Participant Information Consent form

  • Privacy Amendment Act

    Personal information collection, holding, use and disclosure of personal information by this organisation is protected by the Privacy Amendment (Enhancing Privacy Protection) Act 2012 (Cth) (Privacy Act).

    Personal information is any information or an opinion that identifies you or could identify you and includes information about your health.

    The purpose for collecting personal information from you is to:

    • provide services, including planning, coordinating, funding, implementing, monitoring and reviewing our services
    • report to NDIS, government or other funding bodies of how funding is serviced by us,
    • take photographs and videos for therapeutic and marketing purposes
    • responding to your feedbacks, and
    • responding to your queries.

    * Please note that Rodgers Medical services TA Wraparoundkids is required to release information about service users (without identifying you by full name or address) to the Disability Services Commission and to the Australian Institute of Health and Welfare, to enable statistics about disability services and their participants to be compiled. The information will be kept confidential. This information is used for statistical purposes only and will not be used to affect your entitlements or your access to services. As a user of National Disability Agreement services you have the right to access your own files and to update or correct information included in the Disability Services National Minimum Data Set collection.

    This organisation will not disclose/use information about you for any secondary purpose unless:

    • You have consented to the use or disclosure; or
    • You would reasonably expect us to use or disclose the information for the secondary purpose as it is directly related to the primary purpose; or
    • The use or disclosure of the information is required or authorised by or under an Australian law or a court/tribunal order;
    • Rodgers Medical Services reasonably believes the use or disclosure is necessary to lessen or prevent a serious threat to life, health or safety of an individual or to public health and safety; or
    • Rodgers Medical Services has reason to suspect an individual may have done something unlawful or engaged in serious misconduct that relates to organisational functions or activities;
    • Rodgers Medical services reasonably believes that the use or disclosure is reasonably necessary to assist another person to locate a person reported as missing.
  • I give authority for Rodgers Medical services; to collect, store, use and disclose personal and sensitive information, including health records, for the primary purpose of service provision and directly related needs in accordance with the Privacy Amendment (Enhancing Privacy Protection) Act 2012 (Cth) whilst I/we remain a participant of this organization.

    If my/our circumstances change I agree to notify Rodgers Medical Services as soon as practicable.

  • Signed By
  • Note: Where a participant does not have the capacity to give informed consent and does not have a legal guardian who has the authority to make decisions on behalf of the participant, the participant’s parent, family member or other person with a close personal relationship to the participant may sign this form. The person who signs on the participant’s behalf must print their relationship to the participant next to their name.

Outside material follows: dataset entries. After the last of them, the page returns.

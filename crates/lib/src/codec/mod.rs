//! Wire codec: marshal native values to tagged attribute values and back.
//!
//! The wire model is the tagged union used by single-table key/value stores:
//! strings, decimal-string numbers, binary buffers, booleans, null, lists,
//! maps, and three homogeneous set kinds. [`marshal`] encodes a native
//! [`Value`] against a declared [`FieldType`]; [`unmarshal`] decodes without
//! type information, since the wire tag carries the kind.
//!
//! Coercion is strict and non-lossy. A value either converts transparently
//! (`"30"` to integer 30, integer 5 to decimal 5) or the operation fails
//! with a [`CodecError`] naming the field type and the offending value.
//! `"00"` is not the number zero, `1` is not `true`, and a fractional
//! decimal never silently truncates to an integer.

use std::collections::{BTreeMap, BTreeSet};

use serde::{Deserialize, Serialize};
use serde_bytes::ByteBuf;

use crate::schema::FieldType;
use crate::value::{Number, Value};

mod errors;

pub use errors::CodecError;

/// A wire-side attribute value, tagged by kind.
///
/// Serializes to the external single-letter tagging convention:
/// `{"s": "bar"}`, `{"n": "42"}`, `{"m": {...}}`, and so on.
#[derive(Debug, Clone, PartialEq, Eq, Hash, Serialize, Deserialize)]
#[serde(rename_all = "lowercase")]
pub enum AttributeValue {
    /// String
    S(String),
    /// Number, always a canonical decimal string
    N(String),
    /// Binary
    B(ByteBuf),
    /// Boolean
    Bool(bool),
    /// Null
    Null,
    /// List of attribute values
    L(Vec<AttributeValue>),
    /// Map of attribute values
    M(BTreeMap<String, AttributeValue>),
    /// String set
    Ss(Vec<String>),
    /// Number set
    Ns(Vec<String>),
    /// Binary set
    Bs(Vec<ByteBuf>),
}

/// One attribute-level operation in a partial update.
#[derive(Debug, Clone, PartialEq, Eq, Serialize, Deserialize)]
#[serde(tag = "action", content = "value", rename_all = "UPPERCASE")]
pub enum AttributeUpdate {
    /// Replace the attribute with the given value
    Put(AttributeValue),
    /// Remove the attribute from the item
    Delete,
}

/// Encode a native value against its declared field type.
///
/// `Value::Null` marshals to the wire null for every declared type. For
/// container types, top-level kind is checked against the declaration and
/// elements are encoded by their runtime kind via [`marshal_auto`].
pub fn marshal(field_type: FieldType, value: &Value) -> Result<AttributeValue, CodecError> {
    if value.is_null() {
        return Ok(AttributeValue::Null);
    }
    match field_type {
        FieldType::String => marshal_string(value),
        FieldType::Integer => marshal_integer(value),
        FieldType::Float => marshal_float(value),
        FieldType::Decimal => marshal_decimal(value),
        FieldType::Boolean => match value {
            Value::Bool(b) => Ok(AttributeValue::Bool(*b)),
            other => Err(invalid(FieldType::Boolean, other)),
        },
        FieldType::Binary => match value {
            Value::Binary(bytes) => Ok(AttributeValue::B(ByteBuf::from(bytes.clone()))),
            other => Err(invalid(FieldType::Binary, other)),
        },
        FieldType::List => match value {
            Value::List(items) => {
                let encoded = items.iter().map(marshal_auto).collect::<Result<_, _>>()?;
                Ok(AttributeValue::L(encoded))
            }
            other => Err(invalid(FieldType::List, other)),
        },
        FieldType::Map => match value {
            Value::Map(entries) => marshal_map(entries),
            other => Err(invalid(FieldType::Map, other)),
        },
        FieldType::Set => marshal_set(value),
    }
}

/// Encode a native value by its runtime kind, with no declared type.
///
/// Used for elements inside lists and maps, where only the value itself
/// says what it is.
pub fn marshal_auto(value: &Value) -> Result<AttributeValue, CodecError> {
    match value {
        Value::Null => Ok(AttributeValue::Null),
        Value::Bool(b) => Ok(AttributeValue::Bool(*b)),
        Value::Int(n) => Ok(AttributeValue::N(n.to_string())),
        Value::Float(f) => match Number::from_f64(*f) {
            Ok(n) => Ok(AttributeValue::N(n.as_str().to_string())),
            Err(_) => Err(invalid(FieldType::Float, value)),
        },
        Value::Decimal(n) => Ok(AttributeValue::N(n.as_str().to_string())),
        Value::Text(s) => Ok(AttributeValue::S(s.clone())),
        Value::Binary(bytes) => Ok(AttributeValue::B(ByteBuf::from(bytes.clone()))),
        Value::List(items) => {
            let encoded = items.iter().map(marshal_auto).collect::<Result<_, _>>()?;
            Ok(AttributeValue::L(encoded))
        }
        Value::Map(entries) => marshal_map(entries),
        Value::StringSet(members) => Ok(AttributeValue::Ss(members.iter().cloned().collect())),
        Value::NumberSet(members) => Ok(AttributeValue::Ns(
            members.iter().map(|n| n.as_str().to_string()).collect(),
        )),
        Value::BinarySet(members) => Ok(AttributeValue::Bs(
            members.iter().map(|b| ByteBuf::from(b.clone())).collect(),
        )),
    }
}

/// Decode a wire attribute value into its native form.
///
/// Numbers decode to `Int` when they fit an `i64` and to `Decimal`
/// otherwise; the exact decimal string is preserved either way.
pub fn unmarshal(attr: &AttributeValue) -> Result<Value, CodecError> {
    match attr {
        AttributeValue::S(s) => Ok(Value::Text(s.clone())),
        AttributeValue::N(repr) => unmarshal_number(repr),
        AttributeValue::B(bytes) => Ok(Value::Binary(bytes.clone().into_vec())),
        AttributeValue::Bool(b) => Ok(Value::Bool(*b)),
        AttributeValue::Null => Ok(Value::Null),
        AttributeValue::L(items) => {
            let decoded = items.iter().map(unmarshal).collect::<Result<_, _>>()?;
            Ok(Value::List(decoded))
        }
        AttributeValue::M(entries) => {
            let mut decoded = BTreeMap::new();
            for (key, attr) in entries {
                decoded.insert(key.clone(), unmarshal(attr)?);
            }
            Ok(Value::Map(decoded))
        }
        AttributeValue::Ss(members) => Ok(Value::StringSet(members.iter().cloned().collect())),
        AttributeValue::Ns(members) => {
            let mut decoded = BTreeSet::new();
            for repr in members {
                decoded.insert(parse_wire_number(repr)?);
            }
            Ok(Value::NumberSet(decoded))
        }
        AttributeValue::Bs(members) => Ok(Value::BinarySet(
            members.iter().map(|b| b.clone().into_vec()).collect(),
        )),
    }
}

/// Normalize a native value against a declared field type.
///
/// This is the assignment-time coercion: the value is marshaled and
/// unmarshaled, then narrowed back to the variant the declared type calls
/// for. `"30"` assigned to an integer field comes back as `Int(30)`;
/// `"00"` fails.
pub fn simple_attribute(field_type: FieldType, value: Value) -> Result<Value, CodecError> {
    let decoded = unmarshal(&marshal(field_type, &value)?)?;
    match (field_type, decoded) {
        (FieldType::Integer, Value::Decimal(n)) => match n.as_i64() {
            Some(i) => Ok(Value::Int(i)),
            None => Err(CodecError::NotTransparentlyCoercible {
                field_type,
                value: n.as_str().to_string(),
            }),
        },
        (FieldType::Float, Value::Int(i)) => Ok(Value::Float(i as f64)),
        (FieldType::Float, Value::Decimal(n)) => Ok(Value::Float(n.to_f64())),
        (FieldType::Decimal, Value::Int(i)) => Ok(Value::Decimal(Number::from_i64(i))),
        (_, decoded) => Ok(decoded),
    }
}

fn invalid(field_type: FieldType, value: &Value) -> CodecError {
    CodecError::InvalidValueType {
        field_type,
        actual: value.type_name(),
        value: value.to_string(),
    }
}

fn opaque(field_type: FieldType, value: &Value) -> CodecError {
    CodecError::NotTransparentlyCoercible {
        field_type,
        value: value.to_string(),
    }
}

fn marshal_string(value: &Value) -> Result<AttributeValue, CodecError> {
    match value {
        Value::Text(s) => Ok(AttributeValue::S(s.clone())),
        Value::Int(n) => Ok(AttributeValue::S(n.to_string())),
        Value::Decimal(n) => Ok(AttributeValue::S(n.as_str().to_string())),
        Value::Float(f) => match Number::from_f64(*f) {
            Ok(n) => Ok(AttributeValue::S(n.as_str().to_string())),
            Err(_) => Err(invalid(FieldType::String, value)),
        },
        other => Err(invalid(FieldType::String, other)),
    }
}

fn marshal_integer(value: &Value) -> Result<AttributeValue, CodecError> {
    match value {
        Value::Int(n) => Ok(AttributeValue::N(n.to_string())),
        Value::Decimal(n) => {
            if n.is_integral() {
                Ok(AttributeValue::N(n.as_str().to_string()))
            } else {
                Err(opaque(FieldType::Integer, value))
            }
        }
        Value::Text(s) => match Number::parse(s) {
            Ok(n) if n.is_integral() => Ok(AttributeValue::N(n.as_str().to_string())),
            _ => Err(opaque(FieldType::Integer, value)),
        },
        Value::Float(f) => match Number::from_f64(*f) {
            Ok(n) if n.is_integral() => Ok(AttributeValue::N(n.as_str().to_string())),
            Ok(_) => Err(opaque(FieldType::Integer, value)),
            Err(_) => Err(invalid(FieldType::Integer, value)),
        },
        other => Err(invalid(FieldType::Integer, other)),
    }
}

fn marshal_float(value: &Value) -> Result<AttributeValue, CodecError> {
    match value {
        Value::Float(f) => match Number::from_f64(*f) {
            Ok(n) => Ok(AttributeValue::N(n.as_str().to_string())),
            Err(_) => Err(invalid(FieldType::Float, value)),
        },
        Value::Int(i) => {
            let n = Number::from_i64(*i);
            if float_exact(&n) {
                Ok(AttributeValue::N(n.as_str().to_string()))
            } else {
                Err(opaque(FieldType::Float, value))
            }
        }
        Value::Decimal(n) => {
            if float_exact(n) {
                Ok(AttributeValue::N(n.as_str().to_string()))
            } else {
                Err(opaque(FieldType::Float, value))
            }
        }
        Value::Text(s) => match Number::parse(s) {
            Ok(n) if float_exact(&n) => Ok(AttributeValue::N(n.as_str().to_string())),
            _ => Err(opaque(FieldType::Float, value)),
        },
        other => Err(invalid(FieldType::Float, other)),
    }
}

/// True when the decimal survives a pass through `f64` unchanged, so a
/// later narrowing to `Float` loses nothing.
fn float_exact(n: &Number) -> bool {
    Number::from_f64(n.to_f64()).is_ok_and(|round_tripped| round_tripped == *n)
}

fn marshal_decimal(value: &Value) -> Result<AttributeValue, CodecError> {
    match value {
        Value::Decimal(n) => Ok(AttributeValue::N(n.as_str().to_string())),
        Value::Int(n) => Ok(AttributeValue::N(n.to_string())),
        Value::Float(f) => match Number::from_f64(*f) {
            Ok(n) => Ok(AttributeValue::N(n.as_str().to_string())),
            Err(_) => Err(invalid(FieldType::Decimal, value)),
        },
        Value::Text(s) => match Number::parse(s) {
            Ok(n) => Ok(AttributeValue::N(n.as_str().to_string())),
            Err(_) => Err(opaque(FieldType::Decimal, value)),
        },
        other => Err(invalid(FieldType::Decimal, other)),
    }
}

fn marshal_map(entries: &BTreeMap<String, Value>) -> Result<AttributeValue, CodecError> {
    let mut encoded = BTreeMap::new();
    for (key, value) in entries {
        encoded.insert(key.clone(), marshal_auto(value)?);
    }
    Ok(AttributeValue::M(encoded))
}

/// Encode a set-typed field.
///
/// Native set values encode directly. A plain list is accepted when all of
/// its members share one set-able kind; the member type is inferred from
/// the first element and duplicates collapse.
fn marshal_set(value: &Value) -> Result<AttributeValue, CodecError> {
    let items = match value {
        Value::StringSet(_) | Value::NumberSet(_) | Value::BinarySet(_) => {
            return marshal_auto(value);
        }
        Value::List(items) => items,
        other => return Err(invalid(FieldType::Set, other)),
    };
    let first = items.first().ok_or_else(|| CodecError::InvalidSet {
        reason: "cannot infer the member type of an empty set".to_string(),
    })?;
    match first {
        Value::Text(_) => {
            let mut members = BTreeSet::new();
            for item in items {
                match item {
                    Value::Text(s) => {
                        members.insert(s.clone());
                    }
                    other => return Err(mixed_set(other)),
                }
            }
            Ok(AttributeValue::Ss(members.into_iter().collect()))
        }
        Value::Int(_) | Value::Float(_) | Value::Decimal(_) => {
            let mut members = BTreeSet::new();
            for item in items {
                match item.as_number() {
                    Some(n) => {
                        members.insert(n);
                    }
                    None => return Err(mixed_set(item)),
                }
            }
            Ok(AttributeValue::Ns(
                members.into_iter().map(|n| n.as_str().to_string()).collect(),
            ))
        }
        Value::Binary(_) => {
            let mut members = BTreeSet::new();
            for item in items {
                match item {
                    Value::Binary(bytes) => {
                        members.insert(bytes.clone());
                    }
                    other => return Err(mixed_set(other)),
                }
            }
            Ok(AttributeValue::Bs(
                members.into_iter().map(ByteBuf::from).collect(),
            ))
        }
        other => Err(CodecError::InvalidSet {
            reason: format!(
                "set members must be strings, numbers, or binary, got {}",
                other.type_name()
            ),
        }),
    }
}

fn mixed_set(item: &Value) -> CodecError {
    CodecError::InvalidSet {
        reason: format!("mixed member types, got {}", item.type_name()),
    }
}

fn unmarshal_number(repr: &str) -> Result<Value, CodecError> {
    let number = parse_wire_number(repr)?;
    Ok(match number.as_i64() {
        Some(i) => Value::Int(i),
        None => Value::Decimal(number),
    })
}

fn parse_wire_number(repr: &str) -> Result<Number, CodecError> {
    Number::parse(repr).map_err(|_| CodecError::InvalidNumber {
        input: repr.to_string(),
    })
}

    Please send completed forms to Rodgers Medical services TA Wraparoundkids.

    Participant Consent for Third Party Release of Information

    Pursuant to The Privacy Amendment (Enhancing Privacy Protection) Act 2012 (Cth) and The Health Information Protection Act

    The purpose of this form is to provide consent to the release of personal information to third parties as requested by the Participant which is protected and governed by the privacy provisions of The Privacy Amendment (Enhancing Privacy Protection) Act 2012 (Cth) and The Health Information Protection Act.

  • (Print name of participant)
  • (Print name, title of person receiving information)
  • (Print name of participant)
  • (Print address and phone number of person receiving information)
  • Personal information which the organisation, or its staff need to release in order to respond to the following concern or issue:

    Information regarding

    I understand this may include personal information within the meaning of The Freedom of Information and Protection of Privacy Act, and personal health information within the meaning of The Health Information Protection Act.

    I further understand that the organisation will only release as much information as is needed to respond to my concern and subject to the restrictions and provisions of The Freedom of Information and Protection of Privacy Act 2012 (Cth) and The Health Information Protection Act.

    Consenting to the Release of Personal Information

    • In order to comply with privacy legislation, this consent is necessary when participants ask third parties to either advocate or make inquiries on their behalf regarding various issues or services provided by the organisation.
    • In all cases, the organisation will only release as much information as is needed in order to respond to the inquiry or participant’s concern.
    • Certain information will not be released by the organisation e.g. information about other individuals, records subject to solicitor-participant privilege, records relating to a current lawful investigation, records the release of which would affect the safety or health of anyone).
    • In the event a subsequent inquiry is made by the same third party which is unrelated to any previous participant concern, another consent form will need to be completed.